Flagrante: preços diferentes em bonecas iguais, mas de cor diferente (Fotos: Mariana Honesko).
Flagrante: preços diferentes em bonecas iguais, mas de cor diferente (Fotos: Mariana Honesko).

O Sul do País é povoado por gente branca, fruto da imigração europeia, que colocou na região ucranianos, italianos, alemães. Mas, mesmo assim, a união de casais diferentes, misturando sangue e raça, garante o nascimento de indígenas e de negros. Olhando para o Brasil como um País continental, a diferença é grande: dados do IBGE mostram que a maioria se declara de cor negra.

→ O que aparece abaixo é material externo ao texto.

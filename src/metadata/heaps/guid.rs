//! `#GUID` heap interner.
//!
//! The GUID heap is an array of 16-byte records addressed by 1-based index (ECMA-335
//! §II.24.2.5). Records are written as soon as they are interned. When building a delta
//! generation the buffer is first zero-padded up to the start offset of the previous
//! generation, so new indices continue where the previous heap ended.

use rustc_hash::FxHashMap;
use uguid::Guid;

use crate::{
    metadata::heaps::{GuidHandle, HeapBuffer, Reservation},
    utils::to_u32,
    Error::OutOfBounds,
    Result,
};

/// Size of a single `#GUID` heap record.
pub const GUID_SIZE: usize = 16;

/// Content-addressed GUID store.
#[derive(Debug)]
pub(crate) struct GuidHeap {
    guids: FxHashMap<Guid, GuidHandle>,
    buffer: HeapBuffer,
}

impl GuidHeap {
    /// Creates a heap zero-padded to `start_offset` bytes.
    pub(crate) fn new(start_offset: u32) -> Self {
        let mut buffer = HeapBuffer::with_capacity(start_offset as usize + GUID_SIZE);
        buffer.write_zeros(start_offset as usize);

        GuidHeap {
            guids: FxHashMap::default(),
            buffer,
        }
    }

    /// Returns the handle of `guid`, appending a record if it was not seen before.
    ///
    /// The all-zero GUID is never stored and always maps to the nil handle.
    pub(crate) fn get_or_add(&mut self, guid: Guid) -> Result<GuidHandle> {
        if guid == Guid::ZERO {
            return Ok(GuidHandle::NIL);
        }

        if let Some(&handle) = self.guids.get(&guid) {
            return Ok(handle);
        }

        let handle = self.next_handle()?;
        self.guids.insert(guid, handle);
        self.buffer.write_bytes(&guid.to_bytes());
        Ok(handle)
    }

    /// Reserves a zeroed record whose content is supplied later through
    /// [`GuidHeap::write_reserved`].
    ///
    /// Reserved records do not take part in deduplication.
    pub(crate) fn reserve(&mut self) -> Result<(GuidHandle, Reservation)> {
        let handle = self.next_handle()?;
        Ok((handle, self.buffer.reserve(GUID_SIZE)))
    }

    /// Fills a record obtained from [`GuidHeap::reserve`].
    pub(crate) fn write_reserved(&mut self, reservation: &Reservation, guid: Guid) -> Result<()> {
        if reservation.len() != GUID_SIZE {
            return Err(OutOfBounds);
        }

        self.buffer.patch(reservation, 0, &guid.to_bytes())
    }

    /// Unpadded size of the heap, including the zero-padding of previous generations.
    pub(crate) fn size(&self) -> usize {
        self.buffer.len()
    }

    /// Number of distinct interned GUIDs.
    pub(crate) fn len(&self) -> usize {
        self.guids.len()
    }

    pub(crate) fn as_slice(&self) -> &[u8] {
        self.buffer.as_slice()
    }

    fn next_handle(&self) -> Result<GuidHandle> {
        Ok(GuidHandle::new(to_u32(self.buffer.len() / GUID_SIZE + 1)?))
    }
}

#[cfg(test)]
mod tests {
    use super::*;
    use crate::Error;

    const MVID: Guid = uguid::guid!("d437908e-65e6-487c-9735-7bdff699bea5");
    const ENC_ID: Guid = uguid::guid!("AAAAAAAA-AAAA-AAAA-AAAA-AAAAAAAAAAAA");

    #[test]
    fn zero_guid_is_nil() {
        let mut heap = GuidHeap::new(0);
        assert_eq!(heap.get_or_add(Guid::ZERO).unwrap(), GuidHandle::NIL);
        assert_eq!(heap.size(), 0);
    }

    #[test]
    fn indices_are_one_based() {
        let mut heap = GuidHeap::new(0);
        assert_eq!(heap.get_or_add(MVID).unwrap().value(), 1);
        assert_eq!(heap.get_or_add(ENC_ID).unwrap().value(), 2);
        assert_eq!(heap.get_or_add(MVID).unwrap().value(), 1);
        assert_eq!(heap.size(), 32);
        assert_eq!(heap.len(), 2);

        #[rustfmt::skip]
        let expected: [u8; 16] = [
            0x8e, 0x90, 0x37, 0xd4, 0xe6, 0x65, 0x7c, 0x48, 0x97, 0x35, 0x7b, 0xdf, 0xf6, 0x99, 0xbe, 0xa5,
        ];
        assert_eq!(&heap.as_slice()[..16], &expected);
    }

    #[test]
    fn delta_generation_is_zero_padded() {
        let mut heap = GuidHeap::new(32);
        assert_eq!(heap.size(), 32);
        assert!(heap.as_slice().iter().all(|&b| b == 0));

        assert_eq!(heap.get_or_add(MVID).unwrap().value(), 3);
        assert_eq!(heap.size(), 48);
    }

    #[test]
    fn reserved_record_is_patched() {
        let mut heap = GuidHeap::new(0);
        let (handle, reservation) = heap.reserve().unwrap();
        let next = heap.get_or_add(ENC_ID).unwrap();

        assert_eq!(handle.value(), 1);
        assert_eq!(next.value(), 2);
        assert_eq!(&heap.as_slice()[..16], &[0u8; 16]);

        heap.write_reserved(&reservation, MVID).unwrap();
        assert_eq!(&heap.as_slice()[..16], &MVID.to_bytes());
    }

    #[test]
    fn reservation_of_another_size_is_rejected() {
        let mut heap = GuidHeap::new(0);
        let mut other = HeapBuffer::new();
        let foreign = other.reserve(4);

        assert!(matches!(
            heap.write_reserved(&foreign, MVID),
            Err(Error::OutOfBounds)
        ));
    }
}
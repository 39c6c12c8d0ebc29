//! ECMA-335 compressed unsigned integer encoding.
//!
//! Blob and user string entries are prefixed with their length in the variable-width
//! format described in ECMA-335 §II.23.2:
//!
//! - `0x00..=0x7F` use 1 byte: `0xxxxxxx`
//! - `0x80..=0x3FFF` use 2 bytes: `10xxxxxx xxxxxxxx`
//! - `0x4000..=0x1FFF_FFFF` use 4 bytes: `110xxxxx xxxxxxxx xxxxxxxx xxxxxxxx`
//!
//! All multi-byte forms are big-endian.

use crate::{Error, Result};

/// Largest value representable as a compressed unsigned integer.
pub const MAX_COMPRESSED_UINT: u32 = 0x1FFF_FFFF;

/// Returns the number of bytes (1, 2, or 4) needed to encode `value`.
///
/// Values above [`MAX_COMPRESSED_UINT`] report 4 bytes; [`write_compressed_uint`]
/// rejects them.
#[must_use]
pub fn compressed_uint_size(value: u32) -> usize {
    if value < 0x80 {
        1
    } else if value < 0x4000 {
        2
    } else {
        4
    }
}

/// Appends `value` to `buffer` in compressed form.
///
/// # Errors
///
/// Returns [`Error::CompressedOverflow`] if `value` exceeds [`MAX_COMPRESSED_UINT`].
pub fn write_compressed_uint(value: u32, buffer: &mut Vec<u8>) -> Result<()> {
    let mut encoded = [0u8; 4];
    let len = encode_compressed_uint(value, &mut encoded)?;
    buffer.extend_from_slice(&encoded[..len]);
    Ok(())
}

/// Encodes `value` into the start of `target`, returning the number of bytes used.
///
/// # Errors
///
/// Returns [`Error::CompressedOverflow`] if `value` exceeds [`MAX_COMPRESSED_UINT`].
#[allow(clippy::cast_possible_truncation)]
pub fn encode_compressed_uint(value: u32, target: &mut [u8; 4]) -> Result<usize> {
    if value > MAX_COMPRESSED_UINT {
        return Err(Error::CompressedOverflow(value));
    }

    match compressed_uint_size(value) {
        1 => {
            target[0] = value as u8;
            Ok(1)
        }
        2 => {
            target[..2].copy_from_slice(&(0x8000 | value as u16).to_be_bytes());
            Ok(2)
        }
        _ => {
            target.copy_from_slice(&(0xC000_0000 | value).to_be_bytes());
            Ok(4)
        }
    }
}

Contudo, no viés pedagógico, a produção de brinquedos não segue o perfil brasileiro. Pesquisa da ONG Avante, mostra que apenas 3% das bonecas, por exemplo, são negras. A maioria absoluta, é branca, de cabelos e olhos claros.

Diante dessa lacuna, coletivos se espalharam fronteira adentro, tudo, para tentar responder à uma pergunta: ‘cadê nossa boneca?’. Aliás, esse questionamento se “doou” e batizou a campana realizada em Salvador (BA), cidade com maior número de negros da América Latina, com mais de 75% de declarados negros e pardos. A falta de bonecas negras no mercado – e outras discussões sobre o tema – foi o mote para o projeto.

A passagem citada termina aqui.